GrowGen went public after beginning operations in 2014 when it acquired a chain of hydroponic stores serving the Colorado cannabis industry. It has expanded now to several additional states, including California, Maine, Michigan, Nevada, New Hampshire, Oklahoma, Rhode Island and Washington. The company has been expanding while also rationalizing its Colorado footprint, with smart acquisitions as well as new store openings in new markets.
One thing that I think supports investment in the stock has been the involvement of three cannabis-focused institutional investors, including Gotham Green Partners, Merida Capital and Navy Capital, each of who have invested in prior capital raises as well as the most recent one. In that last financing, additional institutional investor JW Asset participated, giving the company four backers.
2018 was a challenging year for the company, with growth falling short of expectations, as described in the newsletter linked above. In addition to some fundamental challenges, there were a few technical issues that led to a disappointing year for investors, as the stock lost 44% of its value (note that the Global Cannabis Stock Index declined 55% in 2018, so GrowGeneration actually performed better than the market). The stock had consolidated consolidated a 71% gain in 2017 during the year, going out near an all-time high at the time as the market ran up in anticipation of California legalizing it. Despite the early pressure on cannabis stocks in 2018, the stock exploded higher as a newsletter service recommended the relatively tight-float stock, soaring to as high as 20 before ending the year at 2.25.
For those interested in learning more about this and the history of the company, we published an interview summary and provided the full audio recording with President Michael Salaman in mid-July.

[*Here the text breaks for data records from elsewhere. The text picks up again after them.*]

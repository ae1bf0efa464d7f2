use crate::data::normalize_id;
use crate::sim::combatant::Combatant;
use crate::sim::field::Field;
use serde::{Deserialize, Serialize};
use std::collections::hash_map::DefaultHasher;
use std::hash::{Hash, Hasher};

#[derive(Clone, Copy, Debug, Eq, PartialEq, Hash, Ord, PartialOrd, Deserialize, Serialize)]
#[serde(rename_all = "lowercase")]
pub enum Side {
    Player,
    Ai,
}

impl Side {
    pub const BOTH: [Side; 2] = [Side::Player, Side::Ai];

    pub fn index(self) -> usize {
        match self {
            Side::Player => 0,
            Side::Ai => 1,
        }
    }

    pub fn opponent(self) -> Side {
        match self {
            Side::Player => Side::Ai,
            Side::Ai => Side::Player,
        }
    }

    pub fn label(self) -> &'static str {
        match self {
            Side::Player => "PLAYER",
            Side::Ai => "AI",
        }
    }
}

/// Ordered members; `active` indexes the one on the field.
#[derive(Clone, Debug, Default, PartialEq, Deserialize, Serialize)]
pub struct Party {
    pub members: Vec<Combatant>,
    #[serde(default)]
    pub active: usize,
}

impl Party {
    pub fn new(members: Vec<Combatant>) -> Self {
        Self { members, active: 0 }
    }

    pub fn active(&self) -> &Combatant {
        &self.members[self.active]
    }

    pub fn active_mut(&mut self) -> &mut Combatant {
        &mut self.members[self.active]
    }

    pub fn alive_count(&self) -> usize {
        self.members.iter().filter(|m| !m.is_fainted()).count()
    }

    pub fn is_wiped(&self) -> bool {
        self.members.iter().all(Combatant::is_fainted)
    }

    /// Alive members other than the active one, with their slot index.
    pub fn bench(&self) -> impl Iterator<Item = (usize, &Combatant)> {
        let active = self.active;
        self.members
            .iter()
            .enumerate()
            .filter(move |(idx, m)| *idx != active && !m.is_fainted())
    }

    pub fn has_replacement(&self) -> bool {
        self.bench().next().is_some()
    }

    /// First alive, non-active member with this species name.
    pub fn find_switch_target(&self, species: &str) -> Option<usize> {
        let id = normalize_id(species);
        self.bench()
            .find(|(_, m)| normalize_id(&m.species) == id)
            .map(|(idx, _)| idx)
    }

    /// More than one member carries this species name.
    pub fn has_duplicate_species(&self, species: &str) -> bool {
        let id = normalize_id(species);
        self.members
            .iter()
            .filter(|m| normalize_id(&m.species) == id)
            .count()
            > 1
    }

    pub fn hp_fraction(&self) -> f32 {
        let (current, max) = self.members.iter().fold((0u32, 0u32), |(c, m), mon| {
            (c + mon.current_hp as u32, m + mon.max_hp() as u32)
        });
        if max == 0 {
            return 0.0;
        }
        current as f32 / max as f32
    }
}

/// The unit of simulation: both parties, the field and each side's last move.
#[derive(Clone, Debug, Default, PartialEq, Deserialize, Serialize)]
pub struct BattleState {
    pub parties: [Party; 2],
    #[serde(default)]
    pub field: Field,
    #[serde(default)]
    pub last_moves: [Option<String>; 2],
    #[serde(default)]
    pub turn: u32,
}

impl BattleState {
    pub fn new(player: Party, ai: Party) -> Self {
        Self {
            parties: [player, ai],
            ..Self::default()
        }
    }

    pub fn party(&self, side: Side) -> &Party {
        &self.parties[side.index()]
    }

    pub fn party_mut(&mut self, side: Side) -> &mut Party {
        &mut self.parties[side.index()]
    }

    pub fn active(&self, side: Side) -> &Combatant {
        self.parties[side.index()].active()
    }

    pub fn active_mut(&mut self, side: Side) -> &mut Combatant {
        self.parties[side.index()].active_mut()
    }

    /// Both actives at once, `side` first.
    pub fn actives_mut(&mut self, side: Side) -> (&mut Combatant, &mut Combatant) {
        let [player, ai] = &mut self.parties;
        match side {
            Side::Player => (player.active_mut(), ai.active_mut()),
            Side::Ai => (ai.active_mut(), player.active_mut()),
        }
    }

    pub fn last_move(&self, side: Side) -> Option<&str> {
        self.last_moves[side.index()].as_deref()
    }

    /// Either party has no combatant left standing.
    pub fn is_total_ko(&self) -> bool {
        self.parties.iter().any(Party::is_wiped)
    }

    pub fn needs_replacement(&self, side: Side) -> bool {
        let active = self.active(side);
        (active.is_fainted() || active.must_switch) && self.party(side).has_replacement()
    }

    /// Canonical summary used as the cycle-detection key. Only battle-relevant
    /// data feeds the hash; the turn counter does not.
    pub fn fingerprint(&self) -> u64 {
        let mut hasher = DefaultHasher::new();
        for party in &self.parties {
            party.active.hash(&mut hasher);
            for mon in &party.members {
                mon.species.hash(&mut hasher);
                mon.current_hp.hash(&mut hasher);
                mon.types.hash(&mut hasher);
                mon.moves.hash(&mut hasher);
                mon.ability.hash(&mut hasher);
                mon.stats.hash(&mut hasher);
                mon.transformed.is_some().hash(&mut hasher);
                mon.status.hash(&mut hasher);
                mon.sleep_turns.hash(&mut hasher);
                mon.toxic_counter.hash(&mut hasher);
                mon.stages.hash(&mut hasher);
                for (volatile, counter) in &mon.volatiles {
                    volatile.hash(&mut hasher);
                    counter.hash(&mut hasher);
                }
                mon.item_consumed.hash(&mut hasher);
                mon.must_switch.hash(&mut hasher);
                mon.choice_lock.hash(&mut hasher);
                mon.protect_counter.hash(&mut hasher);
                mon.substitute_hp.hash(&mut hasher);
            }
        }
        self.field.hash(&mut hasher);
        self.last_moves.hash(&mut hasher);
        hasher.finish()
    }
}
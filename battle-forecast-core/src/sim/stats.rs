use serde::{Deserialize, Serialize};
use std::collections::BTreeMap;
use std::fmt;

/// Battle stats that carry a stage. Accuracy and evasion use their own scale.
#[derive(Clone, Copy, Debug, Eq, PartialEq, Hash, Ord, PartialOrd, Deserialize, Serialize)]
#[serde(rename_all = "lowercase")]
pub enum Stat {
    Atk,
    Def,
    Spa,
    Spd,
    Spe,
    #[serde(alias = "acc")]
    Accuracy,
    #[serde(alias = "eva")]
    Evasion,
}

impl Stat {
    pub const ALL: [Stat; 7] = [
        Stat::Atk,
        Stat::Def,
        Stat::Spa,
        Stat::Spd,
        Stat::Spe,
        Stat::Accuracy,
        Stat::Evasion,
    ];

    fn index(self) -> usize {
        match self {
            Stat::Atk => 0,
            Stat::Def => 1,
            Stat::Spa => 2,
            Stat::Spd => 3,
            Stat::Spe => 4,
            Stat::Accuracy => 5,
            Stat::Evasion => 6,
        }
    }

    pub fn label(self) -> &'static str {
        match self {
            Stat::Atk => "Attack",
            Stat::Def => "Defense",
            Stat::Spa => "Sp. Atk",
            Stat::Spd => "Sp. Def",
            Stat::Spe => "Speed",
            Stat::Accuracy => "accuracy",
            Stat::Evasion => "evasiveness",
        }
    }
}

impl fmt::Display for Stat {
    fn fmt(&self, f: &mut fmt::Formatter<'_>) -> fmt::Result {
        f.write_str(self.label())
    }
}

/// Raw (unstaged) stat values of a combatant.
#[derive(Clone, Copy, Debug, Eq, PartialEq, Hash, Default, Deserialize, Serialize)]
pub struct StatBlock {
    pub hp: u16,
    pub atk: u16,
    pub def: u16,
    pub spa: u16,
    pub spd: u16,
    pub spe: u16,
}

impl StatBlock {
    pub fn new(hp: u16, atk: u16, def: u16, spa: u16, spd: u16, spe: u16) -> Self {
        Self {
            hp,
            atk,
            def,
            spa,
            spd,
            spe,
        }
    }

    /// Accuracy and evasion have no raw value; they resolve to 1.
    pub fn get(&self, stat: Stat) -> u16 {
        match stat {
            Stat::Atk => self.atk,
            Stat::Def => self.def,
            Stat::Spa => self.spa,
            Stat::Spd => self.spd,
            Stat::Spe => self.spe,
            Stat::Accuracy | Stat::Evasion => 1,
        }
    }
}

/// Seven independently clamped stage values in [-6, 6].
#[derive(Clone, Copy, Debug, Eq, PartialEq, Hash, Default, Deserialize, Serialize)]
#[serde(from = "BTreeMap<Stat, i8>", into = "BTreeMap<Stat, i8>")]
pub struct Stages([i8; 7]);

pub const STAGE_MIN: i8 = -6;
pub const STAGE_MAX: i8 = 6;

impl Stages {
    pub fn get(&self, stat: Stat) -> i8 {
        self.0[stat.index()]
    }

    /// Stores `value` clamped to the legal range and returns what was stored.
    pub fn set(&mut self, stat: Stat, value: i8) -> i8 {
        let clamped = value.clamp(STAGE_MIN, STAGE_MAX);
        self.0[stat.index()] = clamped;
        clamped
    }

    pub fn reset(&mut self) {
        self.0 = [0; 7];
    }

    pub fn has_positive(&self) -> bool {
        self.0.iter().any(|s| *s > 0)
    }

    pub fn iter(&self) -> impl Iterator<Item = (Stat, i8)> + '_ {
        Stat::ALL.iter().map(move |stat| (*stat, self.get(*stat)))
    }
}

impl From<BTreeMap<Stat, i8>> for Stages {
    fn from(map: BTreeMap<Stat, i8>) -> Self {
        let mut stages = Stages::default();
        for (stat, value) in map {
            stages.set(stat, value);
        }
        stages
    }
}

impl From<Stages> for BTreeMap<Stat, i8> {
    fn from(stages: Stages) -> Self {
        stages.iter().filter(|(_, v)| *v != 0).collect()
    }
}

pub fn stage_multiplier(stage: i8) -> f32 {
    if stage >= 0 {
        (2 + stage as i32) as f32 / 2.0
    } else {
        2.0 / (2 - stage as i32) as f32
    }
}

pub fn accuracy_multiplier(stage: i8) -> f32 {
    if stage >= 0 {
        (3 + stage as i32) as f32 / 3.0
    } else {
        3.0 / (3 - stage as i32) as f32
    }
}

#[cfg(test)]
mod tests {
    use super::*;

    #[test]
    fn stages_clamp_on_set() {
        let mut stages = Stages::default();
        assert_eq!(stages.set(Stat::Atk, 9), 6);
        assert_eq!(stages.set(Stat::Evasion, -8), -6);
        assert_eq!(stages.get(Stat::Atk), 6);
    }

    #[test]
    fn stage_tables_match_fractions() {
        assert_eq!(stage_multiplier(2), 2.0);
        assert_eq!(stage_multiplier(-2), 0.5);
        assert!((accuracy_multiplier(-3) - 0.5).abs() < f32::EPSILON);
        assert!((accuracy_multiplier(6) - 3.0).abs() < f32::EPSILON);
    }
}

Recent Operational Performance
The linked newsletter article describes the financial performance during Q1, and, updating that information, Q2 performance was solid, with the company generating sales of $19.5 million, which represented growth of 172%. Impressively, same-store-sales growth accelerated 23% to $6.2 million. Some new markets and the addition of e-commerce as well as new-store openings and acquisitions contributed 68% of sales. Gross profit margins were a solid 30%. The company reported an operating margin of 24%, with net income of $1.06 million and adjusted EBITDA of $2.44 million or $0.07 per diluted share.
The company increased its guidance for 2019 to revenue of $65-70 million and adjusted EBITDA to $0.14-.18 per year. With 42.1 million shares on a fully-diluted basis and a close of $5.03 on August 23rd, the market cap is $212 million, suggesting the stock is trading at a multiple of 3.1X 2019 estimated sales. I continue to see my year-end objective of $6.00-6.60 as realistic, suggesting 25% potential upside over the next four months.
While I expect substantial improvement in the stock price by year-end, I have recently reduced my exposure in my longer-term model portfolios at 420 Investor, though they are still above both the average position size in the model portfolios as well as substantially higher weightings than they are in the Global Cannabis Stock Index. I have learned to take profits after following this market for six years! That aside, I see more lucrative near-term and even possibly longer-term opportunities and believe a reduced exposure is warranted. If the company continues to execute, I think it could perform very well over the next several years. One thing I really like is that it is doing an increasing amount of business with leading multi-state operators (MSOs), so investors can leverage growth in the space without picking winners among the operators. I expect the company to uplist to the NASDAQ as well, which would be a substantial positive driver. This leaves me in the position of being eager to buy any dip ahead while the stock struggles in the near-term at what has been resistance for the past 16 months in the $5 area. As always, do your own due diligence, as this is not a recommendation to buy or sell the stock.
Disclaimer: While GrowGeneration is not a client of New Cannabis Ventures, it was from January 2017 to March 2018. We disclose all public company clients here. I do not own any stocks mentioned in this article, though I may include them in one or more model portfolios at 420 Investor.